Muting the shrill warnings of trade groups about the impending "mother of all litigation battles," for just a second, the court decision, broadly speaking, does not render the pharmaceutical industry and the insurance companies that insure them any favors, say lawyers who represent insurance carriers.
Future pre-emption litigation looks like it's just going to be more expensive and messy, with the millions of dollars put aside for out-of-court settlements burning through the self-insured retentions in record time.
"On the insurance front, then, it seems to me that anything that makes it clearer and easier to bring claims in 50 different states using 50 different proposed standards by numerous numbers of juries is not helpful," says Eshelman.
"Everybody gets to go to their own jury and say they should have says something in addition to what they say, and that's not helpful for pharmaceutical companies and that's not helpful for insurance companies because they are insuring that risk."
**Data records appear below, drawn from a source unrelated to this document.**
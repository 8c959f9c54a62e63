//
// Copyright (c) 2024, 2025 Oracle and/or its affiliates. All rights reserved.
//
// Licensed under the Universal Permissive License v 1.0 as shown at
//  https://oss.oracle.com/licenses/upl/
//
use crate::reader::Reader;
use crate::types;
use crate::types::FieldValue;
use crate::types::NoSQLColumnToFieldValue;
use crate::writer::Writer;
use std::error::Error;
use std::result::Result;

fn get_string(fv: &FieldValue) -> Option<&String> {
    if let FieldValue::String(s) = fv {
        Some(s)
    } else {
        None
    }
}
fn get_i64(fv: &FieldValue) -> Option<i64> {
    if let FieldValue::Long(i) = fv {
        Some(*i)
    } else {
        None
    }
}

#[test]
fn test_basic_mapvalue() -> Result<(), Box<dyn Error>> {
    let mut m = types::MapValue::new();
    m.put_i32("i32val", 5);
    m.put_bool("boolval", true);
    m.put_i64("i64val", 123456789);
    m.put_float64("floatval", 2345.0023456);
    m.put_str("strval", "This is a string value");
    let mut arr = Vec::<FieldValue>::new();
    arr.push("array element 1".to_field_value());
    arr.push("array element 2".to_field_value());
    arr.push("array element 3".to_field_value());
    arr.push(FieldValue::Long(12121212));
    m.put_array("arrval", arr);
    let vec: Vec<u8> = vec![0, 1, 2, 3, 4, 5];
    m.put_binary("binval", vec);
    assert_eq!(m.get_i32("i32val").ok_or("i32val doesn't exist")?, 5);
    assert_eq!(m.get_bool("boolval").ok_or("boolval doesn't exist")?, true);
    assert_eq!(
        m.get_float64("floatval").ok_or("floatval doesn't exist")?,
        2345.0023456
    );
    assert_eq!(
        m.get_i64("i64val").ok_or("i64val doesn't exist")?,
        123456789
    );
    assert_eq!(
        m.get_string("strval").ok_or("strval doesn't exist")?,
        "This is a string value"
    );
    let arr_result = m.get_array("arrval").ok_or("arrval doesn't exist")?;
    assert_eq!(arr_result.len(), 4);
    assert_eq!(
        get_string(&arr_result[0]).ok_or("arr[0] doesn't contain a string")?,
        "array element 1"
    );
    assert_eq!(
        get_string(&arr_result[1]).ok_or("arr[1] doesn't contain a string")?,
        "array element 2"
    );
    assert_eq!(
        get_string(&arr_result[2]).ok_or("arr[2] doesn't contain a string")?,
        "array element 3"
    );
    assert_eq!(
        get_i64(&arr_result[3]).ok_or("arr[3] doesn't contain a int64")?,
        12121212
    );
    let bin_result = m.get_binary("binval").ok_or("binval doesn't exist")?;
    assert_eq!(bin_result.len(), 6);

    let mut writer = Writer::new();
    writer.write_map(&m);
    println!("Map items={}, writer len={}", m.len(), writer.size());
    let mut reader = Reader::new().from_bytes(writer.bytes());
    let val = reader.read_map()?;
    assert_eq!(val.get_i32("i32val").ok_or("i32val doesn't exist")?, 5);
    assert_eq!(
        val.get_i64("i64val").ok_or("i64val doesn't exist")?,
        123456789
    );
    assert_eq!(
        val.get_string("strval").ok_or("strval doesn't exist")?,
        "This is a string value"
    );
    let arr_result = val.get_array("arrval").ok_or("arrval doesn't exist")?;
    assert_eq!(arr_result.len(), 4);
    assert_eq!(
        get_string(&arr_result[0]).ok_or("arr[0] doesn't contain a string")?,
        "array element 1"
    );
    assert_eq!(
        get_string(&arr_result[1]).ok_or("arr[1] doesn't contain a string")?,
        "array element 2"
    );
    assert_eq!(
        get_string(&arr_result[2]).ok_or("arr[2] doesn't contain a string")?,
        "array element 3"
    );
    assert_eq!(
        get_i64(&arr_result[3]).ok_or("arr[3] doesn't contain a int64")?,
        12121212
    );

    Ok(())
}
No, it's not, but buyers don't need to panic, at least not yet. From a pricing perspective, the market for pharmaceutical liability coverage is drowning in capacity, according to Philadelphia-based broker Bruce Belzak, managing director and National Life Sciences Practice leader for Marsh. "We still see product liability underwriting being highly competitive in this market," he says.
The Supreme Court's Wyeth opinion is the last of three issued recently by the court on the matter of pre-emption.
In Riegel v. Medtronic Inc., decided in January 2008, the Supreme Court found 8-1 in favor of federal rules governing medical devices pre-empting state requirements.
But in Altria Group v. Good the Supreme Court, in a 5-4 majority, found that plaintiffs could pursue legal action through state laws despite a product being governed by federal labeling laws.
And now, in Wyeth, the court once more upheld, in a 6-3 majority, a state Supreme Court ruling based on state tort laws over federal rules governing the labeling of a prescription drug.
But there's another twist to this case that makes it worth watching, particularly by product liability carriers, according to Eshelman.
Efforts by companies to get the FDA to clarify rules by making pronouncements in favor of a product or a process are not going to be as helpful as they once were. "To the extent that you try and rely on pronouncements of the agencies to interpret the scope of pre-emption, that's just not going to as useful as people thought it might be, so that affects all product cases, in my view, any product and anybody who's trying to rely on pre-emption," Eshelman says.
For any corporation invoking pre-emption as a defense and finding supporting evidence in a federal agency's regulatory history, that too may not hold anymore, particularly if it's not based on public hearings of official findings.
"That's a general item that has a much broader application that many people hadn't thought through when they first looked at this," Eshelman says.